Insolvency has become more of an issue then perhaps it has been for many years due to the outbreak of the pandemic. With businesses in many cases forced to close due to government action the possibility that an insolvency situation may arise has become an increasing reality for many organisations. As they have been forced to cease trading in some case, though hopefully on a temporary basis, their very survival is threatened due to circumstances completely beyond their control. It is therefore understandable that anyone caught in this highly undesirable situation wishes to have some protection from being forced into an insolvency scenario when they have done little if anything to bring such an eventuality about by their own actions.
Neither does the government want businesses to fail. Obviously this would have major economic consequences and severe repercussions for unemployment and other connected issues. Equally there is a clear and obvious political fallout if businesses were to fail largely because they have been compulsorily closed down by government action. This is probably behind the introduction of a Corporate Insolvency and Governance Bill that has been introduced to Parliament. This has the aim of making both temporary and permanent changes to the UK's insolvency framework. Even though it may be the coronavirus pandemic which has led to the Bill being created, its changes – if passed - will long outlive it.
Perhaps the most radical change to the existing law is the introduction of a new approach to restructuring plans. These will now allow for insolvencies to be carried out using what is rather clunkily called a 'cross-class cramdown'. This is similar to the existing Company Voluntary Arrangements (CVAs) which already exist but they add a further degree of sophistication. Under a CVA, creditors are put into various classes which are deemed to represent groups with similar interests. One of these groups of creditors can currently hold out during insolvency proceedings in the hope that they may obtain a better deal by so doing. The cramdown procedure will prevent this from happening in the future. If other classes are in favour of a proposed restructuring and a judge is happy with the scheme, any restructuring can be voted through even against the wishes of a group of creditors who is in disagreement with it. In many ways it mirrors the well-known American Chapter 11 Bankruptcy model. One can already see some potential complications with the scheme though. It is important that larger groups do not have the ability to bulldoze through restructurings which are in their favour but ignore the legitimate concerns of other smaller groups whose protection is potentially somewhat diminished by the changes proposed to the existing insolvency laws. This puts a big onus on judges to watch out in particular for the interests of the smaller groups and the final legislation must, it is hoped, make clear that no group should be unreasonably disadvantaged as a result of the changes.

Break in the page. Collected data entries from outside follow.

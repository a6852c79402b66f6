use std::io;
use std::path::Path;

use anyhow::{bail, Context, Result};
use log::debug;

use crate::error::DataError;

use super::model::RawPassenger;

/// The bundled passenger table, embedded at compile time so the binaries
/// never depend on a working directory layout.
const BUNDLED_CSV: &str = include_str!("../../assets/titanic.csv");

// ---------------------------------------------------------------------------
// Public entry-points
// ---------------------------------------------------------------------------

/// Load the bundled passenger table. Failure here is a fatal startup
/// condition for the dashboard; callers exit rather than continuing with an
/// empty table.
pub fn load_bundled() -> Result<Vec<RawPassenger>> {
    read_csv(BUNDLED_CSV.as_bytes()).context("parsing bundled titanic.csv")
}

/// Load a passenger table from a file. Dispatch by extension.
///
/// Supported formats:
/// * `.csv`  – header row with the bundled schema
/// * `.json` – records-oriented array (`df.to_json(orient='records')`)
pub fn load_file(path: &Path) -> Result<Vec<RawPassenger>> {
    let ext = path
        .extension()
        .and_then(|e| e.to_str())
        .unwrap_or("")
        .to_ascii_lowercase();

    match ext.as_str() {
        "csv" => {
            let file = std::fs::File::open(path).context("opening CSV file")?;
            read_csv(file)
        }
        "json" => load_json(path),
        other => bail!("Unsupported file extension: .{other}"),
    }
}

// ---------------------------------------------------------------------------
// CSV loader
// ---------------------------------------------------------------------------

/// CSV layout: header row naming the columns of [`RawPassenger`]; empty
/// cells in `age`, `fare`, and `embarked` mean "missing". Any other
/// unparseable cell is an input-format error, not a silent drop.
fn read_csv<R: io::Read>(reader: R) -> Result<Vec<RawPassenger>> {
    let mut rdr = csv::Reader::from_reader(reader);

    let mut rows = Vec::new();
    for (row_no, result) in rdr.deserialize().enumerate() {
        let row: RawPassenger = result.with_context(|| format!("CSV row {row_no}"))?;
        validate(&row, row_no)?;
        rows.push(row);
    }

    debug!("parsed {} passenger rows from CSV", rows.len());
    Ok(rows)
}

// ---------------------------------------------------------------------------
// JSON loader
// ---------------------------------------------------------------------------

/// Expected JSON schema (records-oriented):
///
/// ```json
/// [
///   { "survived": 0, "pclass": 3, "sex": "male", "age": 22.0,
///     "sibsp": 1, "parch": 0, "fare": 7.25, "embarked": "S",
///     "who": "man", "alone": false },
///   ...
/// ]
/// ```
///
/// Missing `age`/`fare`/`embarked` appear as `null` or are omitted.
fn load_json(path: &Path) -> Result<Vec<RawPassenger>> {
    let text = std::fs::read_to_string(path).context("reading JSON file")?;
    let rows: Vec<RawPassenger> = serde_json::from_str(&text).context("parsing JSON")?;

    for (row_no, row) in rows.iter().enumerate() {
        validate(row, row_no)?;
    }

    debug!("parsed {} passenger rows from JSON", rows.len());
    Ok(rows)
}

// ---------------------------------------------------------------------------
// Row validation
// ---------------------------------------------------------------------------

/// Domain checks that type-level parsing cannot express.
fn validate(row: &RawPassenger, row_no: usize) -> Result<()> {
    if row.survived > 1 {
        return Err(DataError::SurvivedOutOfDomain {
            row: row_no,
            value: row.survived,
        }
        .into());
    }
    Ok(())
}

This is one example of a proposed change which is likely to have an ongoing impact on the insolvency situation going forward. A good example of a proposed amendment which will have more of a temporary impact is the short-term suspension of wrongful trading that is proposed. It is well known that under normal circumstances it is an offence for company directors or owners to continue to trade beyond the point where they know that insolvency is inevitable. The financial impact of the lockdown has muddied the waters as to whether or not a company is insolvent, making it much harder to form a reliable opinion. The proposed changes would suspend the wrongful trading provisions as they are currently framed between the period of 1 March and 30 June 2020. However, some caveats should still be applied. For example, if directors were to trade fraudulently then quite rightly they would not be absolved of their responsibilities by this suspension. In addition to this suspension, a temporary ban has been placed on any winding-up petition being actioned between the period 27 April and 30 June 2020. This will have the impact of protecting companies from winding-up actions for a while but some analysts feel that it is only pushing the problem marginally down the road. Once we reach July, then all bets are off and there is a risk at that stage that there will be a significant increase in the number of winding-up petitions which could be tabled unless further amendments to the law are proposed in the meantime. As in this case as in so many others concerning the virus, its medium and long-term consequences are very uncertain indeed.